EXERCISE INPUT:
########

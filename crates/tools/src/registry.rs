use std::collections::HashMap;
use std::future::Future;
use std::pin::Pin;
use std::sync::Arc;

use async_trait::async_trait;
use serde_json::Value;

use sg_domain::tool::ToolDefinition;
use sg_domain::Result;

/// Executable behind a tool name.
#[async_trait]
pub trait ToolHandler: Send + Sync {
    async fn execute(&self, call_id: &str, args: &Value) -> Result<Value>;
}

type HandlerFuture = Pin<Box<dyn Future<Output = Result<Value>> + Send>>;

/// Adapter so plain async closures can serve as handlers.
struct FnHandler<F>(F);

#[async_trait]
impl<F> ToolHandler for FnHandler<F>
where
    F: Fn(String, Value) -> HandlerFuture + Send + Sync,
{
    async fn execute(&self, call_id: &str, args: &Value) -> Result<Value> {
        (self.0)(call_id.to_owned(), args.clone()).await
    }
}

/// A named tool with its schema and handler capability.
#[derive(Clone)]
pub struct Tool {
    pub name: String,
    pub description: String,
    /// JSON Schema for the tool's parameters.
    pub parameters: Value,
    /// When set, the actor must satisfy this capability predicate before
    /// the tool dispatches, regardless of allowlist.
    pub capability: Option<String>,
    pub handler: Arc<dyn ToolHandler>,
}

impl Tool {
    pub fn new(
        name: impl Into<String>,
        description: impl Into<String>,
        parameters: Value,
        handler: Arc<dyn ToolHandler>,
    ) -> Self {
        Self {
            name: name.into(),
            description: description.into(),
            parameters,
            capability: None,
            handler,
        }
    }

    /// Build a tool from an async closure.
    pub fn from_fn<F>(
        name: impl Into<String>,
        description: impl Into<String>,
        parameters: Value,
        f: F,
    ) -> Self
    where
        F: Fn(String, Value) -> HandlerFuture + Send + Sync + 'static,
    {
        Self::new(name, description, parameters, Arc::new(FnHandler(f)))
    }

    pub fn with_capability(mut self, capability: impl Into<String>) -> Self {
        self.capability = Some(capability.into());
        self
    }

    pub fn definition(&self) -> ToolDefinition {
        ToolDefinition {
            name: self.name.clone(),
            description: self.description.clone(),
            parameters: self.parameters.clone(),
        }
    }
}

/// Insertion-ordered registry; lookup is by name, later registrations of
/// the same name replace earlier ones in place.
#[derive(Default, Clone)]
pub struct ToolRegistry {
    tools: Vec<Tool>,
    index: HashMap<String, usize>,
}

impl ToolRegistry {
    pub fn new() -> Self {
        Self::default()
    }

    pub fn register(&mut self, tool: Tool) {
        match self.index.get(&tool.name) {
            Some(&i) => self.tools[i] = tool,
            None => {
                self.index.insert(tool.name.clone(), self.tools.len());
                self.tools.push(tool);
            }
        }
    }

    pub fn get(&self, name: &str) -> Option<&Tool> {
        self.index.get(name).map(|&i| &self.tools[i])
    }

    pub fn len(&self) -> usize {
        self.tools.len()
    }

    pub fn is_empty(&self) -> bool {
        self.tools.is_empty()
    }

    pub fn iter(&self) -> impl Iterator<Item = &Tool> {
        self.tools.iter()
    }

    /// Definitions in registration order, filtered to `enabled`, minus
    /// `suppressed`, further constrained by an optional whitelist
    /// (whitelist wins over suppression).
    pub fn exposed_definitions(
        &self,
        enabled: &[String],
        suppressed: &[String],
        whitelist: Option<&[String]>,
    ) -> Vec<ToolDefinition> {
        self.tools
            .iter()
            .filter(|t| enabled.iter().any(|e| e == &t.name))
            .filter(|t| match whitelist {
                Some(allow) => allow.iter().any(|w| w == &t.name),
                None => !suppressed.iter().any(|s| s == &t.name),
            })
            .map(Tool::definition)
            .collect()
    }
}

#[cfg(test)]
mod tests {
    use super::*;
    use serde_json::json;

    fn noop(name: &str) -> Tool {
        Tool::from_fn(name, "noop", json!({"type": "object"}), |_, _| {
            Box::pin(async { Ok(Value::Null) })
        })
    }

    #[test]
    fn registry_preserves_insertion_order() {
        let mut reg = ToolRegistry::new();
        reg.register(noop("b"));
        reg.register(noop("a"));
        reg.register(noop("c"));
        let names: Vec<_> = reg.iter().map(|t| t.name.as_str()).collect();
        assert_eq!(names, ["b", "a", "c"]);
    }

    #[test]
    fn reregistering_replaces_in_place() {
        let mut reg = ToolRegistry::new();
        reg.register(noop("a"));
        reg.register(noop("b"));
        let mut replacement = noop("a");
        replacement.description = "updated".into();
        reg.register(replacement);
        assert_eq!(reg.len(), 2);
        assert_eq!(reg.get("a").unwrap().description, "updated");
        assert_eq!(reg.iter().next().unwrap().name, "a");
    }

    #[test]
    fn exposed_definitions_filtering() {
        let mut reg = ToolRegistry::new();
        for name in ["remember", "recall", "notify"] {
            reg.register(noop(name));
        }
        let enabled = vec!["remember".to_string(), "recall".to_string()];

        let defs = reg.exposed_definitions(&enabled, &[], None);
        assert_eq!(defs.len(), 2);

        let suppressed = vec!["recall".to_string()];
        let defs = reg.exposed_definitions(&enabled, &suppressed, None);
        assert_eq!(defs.len(), 1);
        assert_eq!(defs[0].name, "remember");

        // Whitelist wins over suppression.
        let whitelist = vec!["recall".to_string()];
        let defs = reg.exposed_definitions(&enabled, &suppressed, Some(&whitelist));
        assert_eq!(defs.len(), 1);
        assert_eq!(defs[0].name, "recall");
    }
}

########

TASK TO CARRY OUT:
Would you report every line of the entries above containing the word "ToolDefinition"?

EXERCISE OUTPUT:
use sg_domain::tool::ToolDefinition;
    pub fn definition(&self) -> ToolDefinition {
        ToolDefinition {
    ) -> Vec<ToolDefinition> {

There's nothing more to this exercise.